**Task goal**
Whenever "after" occurs in a line of the material, list that line.

**Records for this task**
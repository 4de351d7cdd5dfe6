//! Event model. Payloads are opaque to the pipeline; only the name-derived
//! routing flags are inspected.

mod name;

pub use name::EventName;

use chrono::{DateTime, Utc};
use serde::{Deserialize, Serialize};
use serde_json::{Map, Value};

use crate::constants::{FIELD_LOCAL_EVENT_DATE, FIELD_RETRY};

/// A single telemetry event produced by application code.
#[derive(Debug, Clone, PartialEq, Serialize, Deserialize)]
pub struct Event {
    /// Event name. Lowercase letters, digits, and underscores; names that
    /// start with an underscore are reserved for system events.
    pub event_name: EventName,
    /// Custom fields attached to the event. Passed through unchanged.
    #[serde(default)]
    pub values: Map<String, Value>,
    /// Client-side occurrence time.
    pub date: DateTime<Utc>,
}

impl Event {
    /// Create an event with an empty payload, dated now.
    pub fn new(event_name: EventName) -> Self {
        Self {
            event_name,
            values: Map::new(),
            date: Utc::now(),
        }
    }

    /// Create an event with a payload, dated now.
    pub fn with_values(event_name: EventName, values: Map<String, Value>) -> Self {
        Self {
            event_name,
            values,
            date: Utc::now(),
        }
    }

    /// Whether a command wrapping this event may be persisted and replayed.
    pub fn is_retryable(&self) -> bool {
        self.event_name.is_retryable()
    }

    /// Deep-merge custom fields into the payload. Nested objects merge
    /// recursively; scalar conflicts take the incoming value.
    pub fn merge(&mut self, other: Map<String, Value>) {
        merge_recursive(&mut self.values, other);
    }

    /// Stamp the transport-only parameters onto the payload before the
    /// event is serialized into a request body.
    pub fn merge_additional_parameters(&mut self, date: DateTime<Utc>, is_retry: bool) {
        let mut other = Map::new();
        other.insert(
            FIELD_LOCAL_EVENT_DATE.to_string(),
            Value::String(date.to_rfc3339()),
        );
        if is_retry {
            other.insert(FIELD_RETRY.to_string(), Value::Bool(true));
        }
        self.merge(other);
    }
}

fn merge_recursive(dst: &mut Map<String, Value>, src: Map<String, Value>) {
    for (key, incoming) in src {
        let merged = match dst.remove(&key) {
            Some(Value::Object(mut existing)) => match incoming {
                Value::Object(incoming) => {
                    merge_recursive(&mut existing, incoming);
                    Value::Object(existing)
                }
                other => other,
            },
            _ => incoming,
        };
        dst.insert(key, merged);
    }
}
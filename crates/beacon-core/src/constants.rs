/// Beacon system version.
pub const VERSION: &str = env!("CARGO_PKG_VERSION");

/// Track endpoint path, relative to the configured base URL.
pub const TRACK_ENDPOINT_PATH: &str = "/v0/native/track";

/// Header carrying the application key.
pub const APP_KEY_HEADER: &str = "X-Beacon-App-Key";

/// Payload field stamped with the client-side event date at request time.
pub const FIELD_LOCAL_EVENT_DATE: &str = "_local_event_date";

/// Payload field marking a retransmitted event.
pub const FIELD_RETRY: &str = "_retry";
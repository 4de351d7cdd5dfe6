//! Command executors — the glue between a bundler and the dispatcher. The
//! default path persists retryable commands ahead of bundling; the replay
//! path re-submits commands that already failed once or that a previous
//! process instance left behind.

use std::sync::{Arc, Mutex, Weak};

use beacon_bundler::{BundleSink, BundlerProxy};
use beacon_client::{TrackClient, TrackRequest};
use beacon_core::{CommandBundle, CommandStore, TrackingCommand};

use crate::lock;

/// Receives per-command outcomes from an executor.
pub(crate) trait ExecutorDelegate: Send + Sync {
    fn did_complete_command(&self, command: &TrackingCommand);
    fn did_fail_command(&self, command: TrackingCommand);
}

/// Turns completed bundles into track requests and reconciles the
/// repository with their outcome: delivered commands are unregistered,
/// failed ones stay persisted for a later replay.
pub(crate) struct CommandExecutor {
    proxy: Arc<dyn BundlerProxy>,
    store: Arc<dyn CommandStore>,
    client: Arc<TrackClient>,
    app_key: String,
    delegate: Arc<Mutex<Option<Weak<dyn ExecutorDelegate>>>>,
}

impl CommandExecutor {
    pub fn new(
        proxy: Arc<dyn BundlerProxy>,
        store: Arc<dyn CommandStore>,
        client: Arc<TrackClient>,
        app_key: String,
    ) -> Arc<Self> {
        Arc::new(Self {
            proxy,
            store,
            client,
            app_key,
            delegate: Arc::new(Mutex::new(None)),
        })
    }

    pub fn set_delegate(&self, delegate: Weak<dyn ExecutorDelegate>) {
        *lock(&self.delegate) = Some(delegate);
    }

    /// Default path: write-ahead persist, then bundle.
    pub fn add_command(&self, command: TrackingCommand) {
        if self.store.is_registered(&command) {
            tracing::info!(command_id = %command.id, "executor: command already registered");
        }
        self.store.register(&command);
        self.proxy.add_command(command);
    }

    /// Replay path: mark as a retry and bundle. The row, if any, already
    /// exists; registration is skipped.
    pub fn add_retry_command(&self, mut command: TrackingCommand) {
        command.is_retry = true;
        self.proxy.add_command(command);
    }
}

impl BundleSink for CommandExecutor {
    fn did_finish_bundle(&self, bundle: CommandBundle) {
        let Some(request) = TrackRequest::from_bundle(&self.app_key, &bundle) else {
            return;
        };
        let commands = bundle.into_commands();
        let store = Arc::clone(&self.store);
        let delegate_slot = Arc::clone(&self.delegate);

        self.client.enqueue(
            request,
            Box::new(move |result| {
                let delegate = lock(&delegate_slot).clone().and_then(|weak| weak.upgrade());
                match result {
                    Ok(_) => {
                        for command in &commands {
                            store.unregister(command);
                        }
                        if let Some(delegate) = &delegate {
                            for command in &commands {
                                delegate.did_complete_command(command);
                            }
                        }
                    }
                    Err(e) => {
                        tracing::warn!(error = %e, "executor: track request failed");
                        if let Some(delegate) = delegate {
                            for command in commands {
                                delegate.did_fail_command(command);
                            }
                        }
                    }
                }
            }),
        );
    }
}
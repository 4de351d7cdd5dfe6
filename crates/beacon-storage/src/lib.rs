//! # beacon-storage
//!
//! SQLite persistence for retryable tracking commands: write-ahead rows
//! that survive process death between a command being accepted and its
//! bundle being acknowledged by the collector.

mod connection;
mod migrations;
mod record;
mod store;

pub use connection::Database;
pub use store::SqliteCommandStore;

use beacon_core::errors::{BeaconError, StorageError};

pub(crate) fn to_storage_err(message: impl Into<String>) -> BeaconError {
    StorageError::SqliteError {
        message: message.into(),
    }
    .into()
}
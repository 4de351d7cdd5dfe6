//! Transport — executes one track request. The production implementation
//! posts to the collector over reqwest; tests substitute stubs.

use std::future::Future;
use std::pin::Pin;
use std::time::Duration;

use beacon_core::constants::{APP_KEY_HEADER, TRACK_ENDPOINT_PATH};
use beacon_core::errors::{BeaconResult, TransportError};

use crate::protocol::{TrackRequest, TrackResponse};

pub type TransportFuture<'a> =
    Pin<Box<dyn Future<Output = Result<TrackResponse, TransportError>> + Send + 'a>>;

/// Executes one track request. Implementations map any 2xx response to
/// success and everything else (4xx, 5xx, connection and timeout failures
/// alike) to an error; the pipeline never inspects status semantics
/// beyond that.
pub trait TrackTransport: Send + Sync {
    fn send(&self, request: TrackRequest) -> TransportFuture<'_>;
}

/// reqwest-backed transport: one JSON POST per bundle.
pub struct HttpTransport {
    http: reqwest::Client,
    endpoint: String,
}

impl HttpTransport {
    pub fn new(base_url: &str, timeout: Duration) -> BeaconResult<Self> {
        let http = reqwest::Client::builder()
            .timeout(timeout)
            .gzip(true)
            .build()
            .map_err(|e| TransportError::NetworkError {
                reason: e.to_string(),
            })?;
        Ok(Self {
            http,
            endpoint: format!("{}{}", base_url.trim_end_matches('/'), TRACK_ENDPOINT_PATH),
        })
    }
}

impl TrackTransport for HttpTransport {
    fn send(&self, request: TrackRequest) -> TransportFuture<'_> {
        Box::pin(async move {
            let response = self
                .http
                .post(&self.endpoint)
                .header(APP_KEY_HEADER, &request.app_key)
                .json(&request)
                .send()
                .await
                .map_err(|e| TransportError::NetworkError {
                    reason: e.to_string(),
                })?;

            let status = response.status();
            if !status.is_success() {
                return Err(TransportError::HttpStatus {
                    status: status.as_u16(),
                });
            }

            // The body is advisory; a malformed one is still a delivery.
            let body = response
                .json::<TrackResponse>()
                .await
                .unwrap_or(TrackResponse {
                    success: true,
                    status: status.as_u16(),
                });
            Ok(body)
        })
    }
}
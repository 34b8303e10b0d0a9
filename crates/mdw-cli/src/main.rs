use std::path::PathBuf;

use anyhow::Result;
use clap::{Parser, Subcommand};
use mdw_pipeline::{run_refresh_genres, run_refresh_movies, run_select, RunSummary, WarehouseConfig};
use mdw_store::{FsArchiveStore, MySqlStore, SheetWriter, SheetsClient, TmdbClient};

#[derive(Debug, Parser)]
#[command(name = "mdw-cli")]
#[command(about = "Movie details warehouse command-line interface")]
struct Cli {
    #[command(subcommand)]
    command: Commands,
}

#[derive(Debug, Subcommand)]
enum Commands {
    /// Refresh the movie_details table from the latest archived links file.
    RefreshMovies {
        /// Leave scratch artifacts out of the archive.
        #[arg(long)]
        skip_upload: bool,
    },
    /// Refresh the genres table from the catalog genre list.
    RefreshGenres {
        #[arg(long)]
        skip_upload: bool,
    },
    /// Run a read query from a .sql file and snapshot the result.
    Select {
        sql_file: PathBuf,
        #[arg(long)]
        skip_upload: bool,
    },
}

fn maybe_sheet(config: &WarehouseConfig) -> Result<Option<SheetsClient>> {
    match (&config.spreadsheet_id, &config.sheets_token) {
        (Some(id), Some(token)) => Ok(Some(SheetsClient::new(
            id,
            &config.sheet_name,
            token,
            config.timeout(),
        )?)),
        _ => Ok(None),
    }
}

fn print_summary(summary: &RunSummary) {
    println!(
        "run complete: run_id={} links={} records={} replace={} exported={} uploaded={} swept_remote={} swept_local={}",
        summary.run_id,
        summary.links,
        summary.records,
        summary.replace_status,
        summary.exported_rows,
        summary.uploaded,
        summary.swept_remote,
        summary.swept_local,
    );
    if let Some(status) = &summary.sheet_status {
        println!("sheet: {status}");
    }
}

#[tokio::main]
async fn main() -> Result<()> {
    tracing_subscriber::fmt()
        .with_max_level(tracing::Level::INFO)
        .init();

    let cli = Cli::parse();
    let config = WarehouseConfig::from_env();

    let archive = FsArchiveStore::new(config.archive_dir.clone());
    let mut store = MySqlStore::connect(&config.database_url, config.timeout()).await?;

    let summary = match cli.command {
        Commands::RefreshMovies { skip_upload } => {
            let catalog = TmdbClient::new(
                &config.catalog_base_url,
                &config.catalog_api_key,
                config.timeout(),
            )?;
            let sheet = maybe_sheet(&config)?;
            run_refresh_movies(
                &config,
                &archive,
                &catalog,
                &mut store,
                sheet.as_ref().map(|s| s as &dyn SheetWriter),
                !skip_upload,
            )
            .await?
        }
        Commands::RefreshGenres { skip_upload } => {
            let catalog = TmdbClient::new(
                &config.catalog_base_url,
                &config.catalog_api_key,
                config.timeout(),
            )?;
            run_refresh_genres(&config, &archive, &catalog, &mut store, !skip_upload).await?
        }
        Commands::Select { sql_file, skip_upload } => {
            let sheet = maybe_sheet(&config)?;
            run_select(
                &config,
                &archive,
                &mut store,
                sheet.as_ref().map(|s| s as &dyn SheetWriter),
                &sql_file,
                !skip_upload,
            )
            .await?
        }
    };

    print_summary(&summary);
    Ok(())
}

* * *

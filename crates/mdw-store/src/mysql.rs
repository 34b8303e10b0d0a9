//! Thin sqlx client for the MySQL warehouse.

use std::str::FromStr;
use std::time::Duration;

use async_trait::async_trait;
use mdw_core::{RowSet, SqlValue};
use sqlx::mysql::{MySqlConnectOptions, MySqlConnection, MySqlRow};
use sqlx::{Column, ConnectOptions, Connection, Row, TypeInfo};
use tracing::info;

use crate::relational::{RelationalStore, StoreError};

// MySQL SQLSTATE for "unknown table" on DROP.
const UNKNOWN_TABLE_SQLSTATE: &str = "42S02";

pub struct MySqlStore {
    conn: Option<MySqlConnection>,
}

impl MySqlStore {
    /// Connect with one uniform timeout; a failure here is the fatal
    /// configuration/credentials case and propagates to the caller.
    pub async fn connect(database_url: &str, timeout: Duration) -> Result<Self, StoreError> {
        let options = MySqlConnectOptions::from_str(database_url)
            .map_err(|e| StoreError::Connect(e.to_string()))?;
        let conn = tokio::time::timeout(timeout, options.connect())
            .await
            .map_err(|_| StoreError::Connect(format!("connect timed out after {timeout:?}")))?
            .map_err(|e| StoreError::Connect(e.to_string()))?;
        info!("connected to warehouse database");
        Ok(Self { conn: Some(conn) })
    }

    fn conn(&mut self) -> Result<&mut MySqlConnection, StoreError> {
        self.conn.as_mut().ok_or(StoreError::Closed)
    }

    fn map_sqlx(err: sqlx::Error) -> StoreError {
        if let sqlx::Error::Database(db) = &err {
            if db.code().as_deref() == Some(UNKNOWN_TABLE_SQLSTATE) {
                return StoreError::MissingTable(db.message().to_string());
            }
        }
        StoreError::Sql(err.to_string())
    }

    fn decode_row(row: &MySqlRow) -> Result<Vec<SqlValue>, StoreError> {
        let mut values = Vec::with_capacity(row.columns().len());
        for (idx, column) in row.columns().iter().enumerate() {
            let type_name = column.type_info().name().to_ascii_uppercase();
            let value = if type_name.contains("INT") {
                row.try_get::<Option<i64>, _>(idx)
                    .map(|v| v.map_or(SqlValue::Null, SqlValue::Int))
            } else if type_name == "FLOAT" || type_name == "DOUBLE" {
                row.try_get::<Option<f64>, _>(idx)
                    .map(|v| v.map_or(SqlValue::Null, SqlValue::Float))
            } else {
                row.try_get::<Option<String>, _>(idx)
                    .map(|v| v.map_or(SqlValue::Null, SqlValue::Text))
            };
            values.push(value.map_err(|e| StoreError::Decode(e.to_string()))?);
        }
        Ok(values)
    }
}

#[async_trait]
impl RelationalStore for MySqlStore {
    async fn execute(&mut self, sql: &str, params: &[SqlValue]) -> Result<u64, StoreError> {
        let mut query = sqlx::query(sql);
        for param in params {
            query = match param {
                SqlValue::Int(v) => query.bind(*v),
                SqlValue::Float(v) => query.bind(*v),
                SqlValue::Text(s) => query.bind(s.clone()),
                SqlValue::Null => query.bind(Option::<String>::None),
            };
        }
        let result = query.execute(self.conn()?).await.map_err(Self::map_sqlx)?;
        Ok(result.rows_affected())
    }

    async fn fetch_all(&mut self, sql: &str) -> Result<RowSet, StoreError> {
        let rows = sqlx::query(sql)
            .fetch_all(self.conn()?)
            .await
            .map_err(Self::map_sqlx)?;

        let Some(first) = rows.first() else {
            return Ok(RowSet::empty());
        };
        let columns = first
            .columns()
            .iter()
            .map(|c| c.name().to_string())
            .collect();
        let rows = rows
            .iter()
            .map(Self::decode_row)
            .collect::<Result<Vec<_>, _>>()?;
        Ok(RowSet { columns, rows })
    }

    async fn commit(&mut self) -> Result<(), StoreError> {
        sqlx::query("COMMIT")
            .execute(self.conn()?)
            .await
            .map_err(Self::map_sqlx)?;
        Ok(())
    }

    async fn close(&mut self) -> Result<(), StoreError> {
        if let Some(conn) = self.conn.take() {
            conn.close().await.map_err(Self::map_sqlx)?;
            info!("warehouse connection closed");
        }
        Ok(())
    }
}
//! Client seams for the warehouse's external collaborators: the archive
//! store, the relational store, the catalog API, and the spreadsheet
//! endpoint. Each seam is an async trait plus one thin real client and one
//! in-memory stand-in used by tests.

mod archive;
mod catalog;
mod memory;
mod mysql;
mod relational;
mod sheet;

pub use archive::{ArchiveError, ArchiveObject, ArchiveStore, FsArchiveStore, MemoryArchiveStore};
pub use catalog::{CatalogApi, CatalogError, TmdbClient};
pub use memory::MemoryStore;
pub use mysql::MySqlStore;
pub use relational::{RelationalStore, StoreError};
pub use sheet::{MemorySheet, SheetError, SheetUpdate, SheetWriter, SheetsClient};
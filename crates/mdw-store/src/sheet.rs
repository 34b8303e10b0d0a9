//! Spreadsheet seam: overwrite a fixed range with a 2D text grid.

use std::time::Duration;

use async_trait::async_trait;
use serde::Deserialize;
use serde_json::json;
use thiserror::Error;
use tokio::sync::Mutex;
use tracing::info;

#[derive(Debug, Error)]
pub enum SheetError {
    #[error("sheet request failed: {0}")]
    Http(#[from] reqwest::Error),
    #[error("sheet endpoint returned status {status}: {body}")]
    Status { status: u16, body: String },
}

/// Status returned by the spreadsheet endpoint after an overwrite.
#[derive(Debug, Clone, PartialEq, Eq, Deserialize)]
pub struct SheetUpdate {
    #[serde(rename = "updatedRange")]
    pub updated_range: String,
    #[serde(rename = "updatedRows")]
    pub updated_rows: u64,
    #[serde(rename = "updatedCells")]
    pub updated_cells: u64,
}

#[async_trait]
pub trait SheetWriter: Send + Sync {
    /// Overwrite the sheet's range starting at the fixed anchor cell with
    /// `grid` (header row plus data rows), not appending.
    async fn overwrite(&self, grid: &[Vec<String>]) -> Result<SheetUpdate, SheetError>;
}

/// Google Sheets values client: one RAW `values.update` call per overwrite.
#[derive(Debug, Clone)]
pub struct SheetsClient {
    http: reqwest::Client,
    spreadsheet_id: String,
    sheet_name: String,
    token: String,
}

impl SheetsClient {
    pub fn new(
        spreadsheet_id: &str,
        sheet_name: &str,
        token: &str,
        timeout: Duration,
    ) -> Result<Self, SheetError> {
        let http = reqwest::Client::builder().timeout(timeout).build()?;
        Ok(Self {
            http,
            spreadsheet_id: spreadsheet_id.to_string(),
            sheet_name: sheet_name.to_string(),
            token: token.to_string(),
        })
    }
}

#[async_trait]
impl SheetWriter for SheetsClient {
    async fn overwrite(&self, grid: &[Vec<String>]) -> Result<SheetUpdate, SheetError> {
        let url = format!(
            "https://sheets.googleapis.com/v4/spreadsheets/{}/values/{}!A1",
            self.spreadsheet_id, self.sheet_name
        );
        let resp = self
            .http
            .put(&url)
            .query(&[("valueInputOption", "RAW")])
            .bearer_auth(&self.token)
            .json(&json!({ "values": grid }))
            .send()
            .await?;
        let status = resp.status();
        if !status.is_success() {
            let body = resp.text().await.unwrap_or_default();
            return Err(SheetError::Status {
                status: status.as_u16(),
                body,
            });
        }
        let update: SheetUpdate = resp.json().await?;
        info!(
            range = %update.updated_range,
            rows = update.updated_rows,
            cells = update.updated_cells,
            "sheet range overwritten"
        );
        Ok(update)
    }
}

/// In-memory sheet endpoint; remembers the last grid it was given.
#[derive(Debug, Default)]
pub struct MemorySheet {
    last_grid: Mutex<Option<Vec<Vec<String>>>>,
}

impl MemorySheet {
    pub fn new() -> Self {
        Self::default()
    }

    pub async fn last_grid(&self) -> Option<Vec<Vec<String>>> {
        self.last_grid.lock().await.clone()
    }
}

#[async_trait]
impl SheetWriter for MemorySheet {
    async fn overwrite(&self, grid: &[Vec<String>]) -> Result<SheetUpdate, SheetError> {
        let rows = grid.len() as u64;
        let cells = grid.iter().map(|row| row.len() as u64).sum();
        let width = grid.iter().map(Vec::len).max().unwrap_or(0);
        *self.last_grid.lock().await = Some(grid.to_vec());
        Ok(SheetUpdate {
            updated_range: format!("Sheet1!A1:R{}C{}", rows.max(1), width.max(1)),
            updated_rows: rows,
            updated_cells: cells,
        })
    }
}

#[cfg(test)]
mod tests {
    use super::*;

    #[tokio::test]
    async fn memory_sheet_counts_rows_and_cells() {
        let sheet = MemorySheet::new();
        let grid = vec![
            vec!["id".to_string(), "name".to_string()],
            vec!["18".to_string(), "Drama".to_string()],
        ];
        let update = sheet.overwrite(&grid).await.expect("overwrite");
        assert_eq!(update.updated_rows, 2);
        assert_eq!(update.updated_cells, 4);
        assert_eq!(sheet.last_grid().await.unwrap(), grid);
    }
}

---

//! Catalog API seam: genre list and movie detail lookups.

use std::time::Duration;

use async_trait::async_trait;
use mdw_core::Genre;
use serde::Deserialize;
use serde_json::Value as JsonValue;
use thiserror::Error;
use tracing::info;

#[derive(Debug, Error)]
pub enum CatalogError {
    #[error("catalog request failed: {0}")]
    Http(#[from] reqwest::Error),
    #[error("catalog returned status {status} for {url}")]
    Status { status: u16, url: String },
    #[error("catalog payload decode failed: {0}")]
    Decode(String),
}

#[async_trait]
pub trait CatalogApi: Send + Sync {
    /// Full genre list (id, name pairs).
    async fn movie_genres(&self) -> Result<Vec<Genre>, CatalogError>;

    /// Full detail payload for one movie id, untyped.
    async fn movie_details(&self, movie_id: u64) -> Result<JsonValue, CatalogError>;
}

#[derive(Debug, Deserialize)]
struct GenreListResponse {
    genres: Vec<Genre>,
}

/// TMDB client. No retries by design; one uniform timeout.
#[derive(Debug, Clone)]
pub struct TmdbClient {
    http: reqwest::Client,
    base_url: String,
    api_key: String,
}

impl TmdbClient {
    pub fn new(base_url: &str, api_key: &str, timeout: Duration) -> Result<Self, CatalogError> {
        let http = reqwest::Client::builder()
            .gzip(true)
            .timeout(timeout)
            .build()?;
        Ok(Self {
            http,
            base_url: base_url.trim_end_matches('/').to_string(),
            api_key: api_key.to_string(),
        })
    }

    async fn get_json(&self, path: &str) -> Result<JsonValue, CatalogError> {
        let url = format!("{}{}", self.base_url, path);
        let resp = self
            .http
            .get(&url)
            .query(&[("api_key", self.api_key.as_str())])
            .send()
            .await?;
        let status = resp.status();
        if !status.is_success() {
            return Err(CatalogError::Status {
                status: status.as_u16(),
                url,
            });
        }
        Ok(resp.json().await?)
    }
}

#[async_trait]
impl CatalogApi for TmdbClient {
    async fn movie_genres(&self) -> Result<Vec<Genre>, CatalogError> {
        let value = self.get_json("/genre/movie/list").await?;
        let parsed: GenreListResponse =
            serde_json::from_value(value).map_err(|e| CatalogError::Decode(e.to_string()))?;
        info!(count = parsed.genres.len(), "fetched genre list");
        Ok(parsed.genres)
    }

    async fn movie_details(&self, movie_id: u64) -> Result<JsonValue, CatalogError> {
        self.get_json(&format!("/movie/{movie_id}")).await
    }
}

**Solved exercise**
            .map_err(|_| StoreError::Connect(format!("connect timed out after {timeout:?}")))?
/// Status returned by the spreadsheet endpoint after an overwrite.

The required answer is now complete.